Interrogata an ipsamet Johanna haberet aliquos anulos,
respondit, loquendo nobis episcopo prædicto :
- Vos habetis a me unum ; reddite mihi.
Item dicit quod Burgundi habent alium anulum. Et petivit
a nobis quod, si haberemus prædictum anulum, ostenderemus
ei.
Interrogata quis dedit sibi anulum quem habent Burgundi,
respondit quod pater ejus, vel mater ; et videtur ei quod ibi erant
scripta hæc nomina JHESUS MARIA ; nescit quis fecit scribi,
nec ibi erat aliquis lapis, ut ei videtur ; fuitque sibi datus idem
anulus apud villam de Dompremi. Item dicit quod frater suus
dedit sibi alium anulum quem habebamus et quod nos onerabat de dando
ipsum ecclesiæ. Item dicit quod nunquam sanavit quamcumque
personam de aliquo anulorum suorum.
/
Interrogée si saintes Catherine et Marguerite
lui parlèrent sous l'arbre mentionné plus haut, répondit
: "Je ne sais".
lnterrogée si, à la fontaine qui est près
de l'arbre, les saintes parlèrent avec elle, répondit
que oui, et que là elle les ouït bien mais ce qu'elles
lui dirent alors, elle ne le sait plus.
Interrogata an sanctæ Katharina
et Margareta locutæ sunt cum ea sub arbore, de qua superius
fit mentio, respondit : "Ego nihil scio".

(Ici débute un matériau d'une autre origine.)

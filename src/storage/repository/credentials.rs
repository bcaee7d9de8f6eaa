// SPDX-License-Identifier: AGPL-3.0-or-later
//
// Copyright (C) 2026 InfoGarden

//! Credential repository.
//!
//! Passwords and 2FA seeds are persisted only as tokens produced by
//! [`SecretCipher`]. Plaintext is accepted on the way in and produced on the
//! way out, but never written to disk.

use chrono::{DateTime, Utc};
use serde::{Deserialize, Serialize};
use utoipa::ToSchema;

use super::super::{FileStore, StorageResult};
use super::{load_all, load_one};
use crate::crypto::{CryptoResult, SecretCipher};

/// A stored credential with encrypted secrets.
#[derive(Debug, Clone, Serialize, Deserialize, ToSchema, PartialEq, Eq)]
pub struct CredentialRecord {
    pub id: i64,
    pub org_id: i64,
    pub title: String,
    pub link: Option<String>,
    pub username: Option<String>,
    pub email: Option<String>,
    /// Encrypted password token
    pub encrypted_password: Option<String>,
    /// Encrypted 2FA seed token
    pub encrypted_2fa_secret: Option<String>,
    pub date_added: Option<DateTime<Utc>>,
}

impl CredentialRecord {
    pub fn new(id: i64, org_id: i64, title: impl Into<String>) -> Self {
        Self {
            id,
            org_id,
            title: title.into(),
            link: None,
            username: None,
            email: None,
            encrypted_password: None,
            encrypted_2fa_secret: None,
            date_added: Some(Utc::now()),
        }
    }

    /// Encrypt and store a password; `None` or empty clears it.
    pub fn set_password(&mut self, cipher: &SecretCipher, password: Option<&str>) -> CryptoResult<()> {
        self.encrypted_password = cipher.encrypt_optional(password)?;
        Ok(())
    }

    /// Encrypt and store a 2FA seed; `None` or empty clears it.
    pub fn set_2fa_secret(&mut self, cipher: &SecretCipher, secret: Option<&str>) -> CryptoResult<()> {
        self.encrypted_2fa_secret = cipher.encrypt_optional(secret)?;
        Ok(())
    }

    pub fn password(&self, cipher: &SecretCipher) -> CryptoResult<Option<String>> {
        cipher.decrypt_optional(self.encrypted_password.as_deref())
    }

    pub fn two_factor_secret(&self, cipher: &SecretCipher) -> CryptoResult<Option<String>> {
        cipher.decrypt_optional(self.encrypted_2fa_secret.as_deref())
    }
}

/// Repository for credential records.
pub struct CredentialRepository<'a> {
    storage: &'a FileStore,
}

impl<'a> CredentialRepository<'a> {
    pub fn new(storage: &'a FileStore) -> Self {
        Self { storage }
    }

    pub fn get(&self, org_id: i64, credential_id: i64) -> StorageResult<CredentialRecord> {
        let path = self.storage.paths().credential(org_id, credential_id);
        load_one(self.storage, &path, || format!("Credential {credential_id}"))
    }

    /// Create or replace a credential record.
    pub fn save(&self, record: &CredentialRecord) -> StorageResult<()> {
        self.storage.write_json(
            self.storage.paths().credential(record.org_id, record.id),
            record,
        )
    }

    pub fn list_by_org(&self, org_id: i64) -> StorageResult<Vec<CredentialRecord>> {
        load_all(self.storage, &self.storage.paths().credentials_dir(org_id))
    }
}

#[cfg(test)]
mod tests {
    use super::*;
    use crate::crypto::generate_key;
    use crate::storage::StoragePaths;
    use tempfile::TempDir;

    #[test]
    fn secrets_are_stored_encrypted() {
        let temp = TempDir::new().unwrap();
        let mut storage = FileStore::new(StoragePaths::new(temp.path()));
        storage.initialize().unwrap();
        let repo = CredentialRepository::new(&storage);
        let cipher = SecretCipher::new(Some(&generate_key().unwrap()));

        let mut record = CredentialRecord::new(1, 3, "VPN");
        record.set_password(&cipher, Some("s3cret")).unwrap();
        record.set_2fa_secret(&cipher, None).unwrap();
        repo.save(&record).unwrap();

        let raw = storage.read_raw(storage.paths().credential(3, 1)).unwrap();
        assert!(!String::from_utf8(raw).unwrap().contains("s3cret"));

        let loaded = repo.get(3, 1).unwrap();
        assert_eq!(loaded.password(&cipher).unwrap().as_deref(), Some("s3cret"));
        assert_eq!(loaded.two_factor_secret(&cipher).unwrap(), None);
        assert_eq!(repo.list_by_org(3).unwrap().len(), 1);
    }
}
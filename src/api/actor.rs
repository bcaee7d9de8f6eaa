// SPDX-License-Identifier: AGPL-3.0-or-later
//
// Copyright (C) 2026 InfoGarden

//! Caller identity for audit records.
//!
//! Requests reach this service through an authenticating gateway that
//! forwards the user id in `X-User-Id`. The value is recorded as `created_by`
//! and in audit events; it is never used for access decisions.
//!
//! ```rust,ignore
//! async fn handler(Actor(user): Actor) -> impl IntoResponse {
//!     // user is Option<String>
//! }
//! ```

use std::convert::Infallible;

use axum::{extract::FromRequestParts, http::request::Parts};

/// Header carrying the calling user's id.
pub const USER_ID_HEADER: &str = "x-user-id";

/// Longest user id accepted; longer values are ignored.
const MAX_USER_ID_LEN: usize = 128;

/// The calling user, if the gateway identified one.
#[derive(Debug, Clone, Default, PartialEq, Eq)]
pub struct Actor(pub Option<String>);

impl Actor {
    pub fn as_deref(&self) -> Option<&str> {
        self.0.as_deref()
    }
}

impl<S: Send + Sync> FromRequestParts<S> for Actor {
    type Rejection = Infallible;

    async fn from_request_parts(parts: &mut Parts, _state: &S) -> Result<Self, Self::Rejection> {
        let user = parts
            .headers
            .get(USER_ID_HEADER)
            .and_then(|value| value.to_str().ok())
            .map(str::trim)
            .filter(|id| !id.is_empty() && id.len() <= MAX_USER_ID_LEN)
            .map(str::to_string);
        Ok(Actor(user))
    }
}
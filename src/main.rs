use std::sync::Arc;

use anyhow::{Context, Result};
use clap::Parser;

use voilut::cli::Args;
use voilut::lut::RescaleLut;
use voilut::pipeline::DisplayPipeline;
use voilut::types::{RescaleParams, WindowLevel};

fn main() {
    let args = Args::parse();

    if let Err(e) = run(&args) {
        println!("Error: {e}");
        std::process::exit(1);
    }
}

/// Build the pipeline for the given arguments and report on it
fn run(args: &Args) -> Result<()> {
    let params = RescaleParams::new(args.slope, args.intercept);
    let rescale = Arc::new(RescaleLut::new(params, args.depth));

    let mut pipeline = DisplayPipeline::new(Arc::clone(&rescale), args.signed, args.colormap);
    pipeline.set_center_and_width(args.center, args.width)?;

    let level = WindowLevel::new(args.center, args.width);
    println!(
        "{params}; {level}; colormap={colormap}; depth={depth}{signed}",
        colormap = args.colormap,
        depth = args.depth,
        signed = if args.signed { " (signed)" } else { "" },
    );

    print_table(&pipeline, &rescale, args);

    if let Some(path) = &args.preview {
        let strip = pipeline.preview_strip(32)?;
        strip
            .save(path)
            .with_context(|| format!("Failed to write preview to {}", path.display()))?;
        println!("Preview written to {}", path.display());
    }

    Ok(())
}

/// Print raw -> rescaled -> display -> RGB rows sampled across the domain
fn print_table(pipeline: &DisplayPipeline, rescale: &RescaleLut, args: &Args) {
    let depth = args.depth;
    let half = (depth / 2) as i32;
    let step = (depth / args.rows.max(1)).max(1);

    println!("{:>8} {:>12} {:>8}  rgb", "raw", "rescaled", "display");
    for index in (0..depth).step_by(step) {
        let raw = if args.signed {
            index as i32 - half
        } else {
            index as i32
        };
        let rescaled = rescale.value(index);
        let display = pipeline.window().value(raw);
        let [r, g, b] = pipeline.rgb(raw);
        println!("{raw:>8} {rescaled:>12.2} {display:>8}  #{r:02x}{g:02x}{b:02x}");
    }
}

#[cfg(test)]
mod tests {
    use super::*;
    use voilut::lut::LutError;
    use voilut::palette::ColorMap;

    fn args(center: f64, width: f64) -> Args {
        Args {
            center,
            width,
            slope: 1.0,
            intercept: 0.0,
            depth: 4096,
            signed: false,
            colormap: ColorMap::Plain,
            rows: 4,
            preview: None,
        }
    }

    #[test]
    fn test_run_reports_invalid_width() {
        let result = run(&args(100.0, 1.0));
        let err = result.unwrap_err();
        assert_matches::assert_matches!(
            err.downcast_ref::<LutError>(),
            Some(LutError::InvalidWindowWidth { .. })
        );
    }

    #[test]
    fn test_run_writes_preview_strip() {
        let dir = tempfile::tempdir().unwrap();
        let path = dir.path().join("preview.png");

        let mut args = args(100.0, 200.0);
        args.colormap = ColorMap::Hot;
        args.preview = Some(path.clone());

        run(&args).expect("pipeline run should succeed");

        let strip = image::open(&path).expect("preview should be a valid image");
        assert_eq!(strip.width(), 256);
        assert_eq!(strip.height(), 32);
    }
}
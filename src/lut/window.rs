//! Window/level lookup table
//!
//! Maps raw sample indices to clamped 8-bit display intensities using the
//! DICOM VOI LUT windowing formula: the rescaled value range
//! `[center - width/2, center + width/2]` is stretched onto `[0, 255]` and
//! values outside it saturate at the extremes.

use std::sync::Arc;

use super::error::LutError;
use super::rescale::RescaleLut;
use crate::types::WindowLevel;

/// Dense table of windowed 8-bit display values
///
/// The table shares its feeding [`RescaleLut`]; the rescale table is
/// immutable post-construction, so sharing one across several window tables
/// is safe. Replacing the rescale parameters means building a new
/// `WindowLut`. Changing center/width is a full rebuild via
/// [`set_center_and_width`](WindowLut::set_center_and_width); there is no
/// incremental update.
#[derive(Debug, Clone)]
pub struct WindowLut {
    rescale: Arc<RescaleLut>,
    signed: bool,
    level: Option<WindowLevel>,
    values: Vec<u8>,
}

impl WindowLut {
    /// Allocate a zero-initialised table over the rescale table's domain
    #[must_use]
    pub fn new(rescale: Arc<RescaleLut>, signed: bool) -> Self {
        let values = vec![0u8; rescale.len()];
        Self {
            rescale,
            signed,
            level: None,
            values,
        }
    }

    /// Store the window level and rebuild the whole table
    ///
    /// Parameters are validated before any storage is touched: on error the
    /// previous table contents and window level remain in place.
    pub fn set_center_and_width(&mut self, center: f64, width: f64) -> Result<(), LutError> {
        // width of 1 divides by zero below; smaller widths invert the ramp
        if width <= 1.0 {
            return Err(LutError::InvalidWindowWidth { width });
        }

        self.level = Some(WindowLevel::new(center, width));

        // pre-calculate loop values; signed tables are zero-centered, so
        // fold the half-depth shift into the center term
        let size = self.values.len();
        let center0 = if self.signed {
            center - 0.5 + size as f64 / 2.0
        } else {
            center - 0.5
        };
        let width0 = width - 1.0;

        for (i, slot) in self.values.iter_mut().enumerate() {
            // DICOM VOI LUT: y = ((x - (c - 0.5)) / (w - 1) + 0.5) * (ymax - ymin) + ymin
            let disp = ((f64::from(self.rescale.value(i)) - center0) / width0 + 0.5) * 255.0;
            // truncate toward zero, then clamp to the displayable range
            *slot = (disp as i32).clamp(0, 255) as u8;
        }

        Ok(())
    }

    /// Display value for the given raw sample offset
    ///
    /// Signed tables store samples zero-centered in two halves, so the
    /// offset is shifted by half the depth before indexing.
    ///
    /// # Panics
    ///
    /// Panics if the shifted offset falls outside `[0, len)`.
    #[inline]
    #[must_use]
    pub fn value(&self, offset: i32) -> u8 {
        let shift = if self.signed {
            (self.values.len() / 2) as i32
        } else {
            0
        };
        self.values[(offset + shift) as usize]
    }

    /// The full table, one display value per raw sample index
    #[inline]
    #[must_use]
    pub fn values(&self) -> &[u8] {
        &self.values
    }

    #[inline]
    #[must_use]
    pub fn center(&self) -> Option<f64> {
        self.level.map(|level| level.center)
    }

    #[inline]
    #[must_use]
    pub fn width(&self) -> Option<f64> {
        self.level.map(|level| level.width)
    }

    #[inline]
    #[must_use]
    pub fn level(&self) -> Option<WindowLevel> {
        self.level
    }

    #[inline]
    #[must_use]
    pub fn is_signed(&self) -> bool {
        self.signed
    }

    #[inline]
    #[must_use]
    pub fn rescale(&self) -> &RescaleLut {
        &self.rescale
    }

    #[inline]
    #[must_use]
    pub fn len(&self) -> usize {
        self.values.len()
    }

    #[inline]
    #[must_use]
    pub fn is_empty(&self) -> bool {
        self.values.is_empty()
    }
}
use thiserror::Error;

/// Error type for lookup table construction
///
/// Out-of-range lookups are a caller contract violation, not a recoverable
/// condition: the tables index their backing storage directly and fail fast
/// by panicking rather than wrapping or reading out of bounds.
#[derive(Debug, Error, PartialEq)]
pub enum LutError {
    /// A window width of 1 makes the VOI formula divide by `width - 1 == 0`
    #[error("invalid window width {width} (must be greater than 1)")]
    InvalidWindowWidth { width: f64 },
}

Interrogata si, apud fontem qui est juxta arborem, prædicta
Sanctæ locutæ sunt cum ea, respondit quod sic, et quod
audivit eas ibi ; sed quid sibi tunc dixerunt, nescit.
/
Interrogée sur ce que les saintes lui promirent,
soit là, soit ailleurs, répondit qu'elles ne lui firent
nulle promesse, si ce n'est par congé de Dieu.
Interrogée quelles promesses elles lui firent,
répondit : "Ce n'est pas du tout de votre procès
!" Et, entre autres choses, elle lui dirent que son roi
serait restitué dans son royaume, le veuillent ou non ses
adversaires. Dirent aussi qu'elles promirent de conduire ladite
Jeanne au Paradis ; et ainsi l'avait requis d'elles.
Interrogée si elle eut autre promesse, répondit
qu'il y a une autre promesse, mais ne la dira pas, et que cela ne
concerne pas le procès.
Et dit qu'avant trois mois elle dira autre promesse.
Interrogata
quid eædem Sanctæ sibi promiserunt, sive ibi, sive alibi,
respondit quod nullam sibi promissionem fecerunt, nisi hoc fuerit
per licentiam Dei.
Interrogata quales promissiones sibi fecerunt, respondit
: "Hoc non est de vestro processu ex toto." Et
de aliquibus rebus, sibi dixerunt quod rex suus restitueretur in
regnum suum, velint adversarii ejus aut nolint. Dicit etiam quod
promiserunt ipsam Johannam conducere in paradisum, et ita ab eis
requisivit.
Interrogata si habuerit alum promissionem, respondit
quod est alia promissio, sed non dicet eam, et quod hoc non tangit
processum. Et dicit quod infra tres menses dicet aliam promissionem.
/
Interrogée si les voix lui dirent qu'avant trois
mois, elle serait délivrée de prison, répondit
:
- Ce n'est pas de votre procès ; cependant ne sais quand
serai délivrée.
Et dit que ceux qui la veulent ôter de ce monde
pourraient bien s'en allaient avant elle.
Interrogata
an voces dixerunt quod infra tres menses liberabitur a carcere,
respondit :
- Hoc non est de vestro processu ; tamen nescio quando ero liberata.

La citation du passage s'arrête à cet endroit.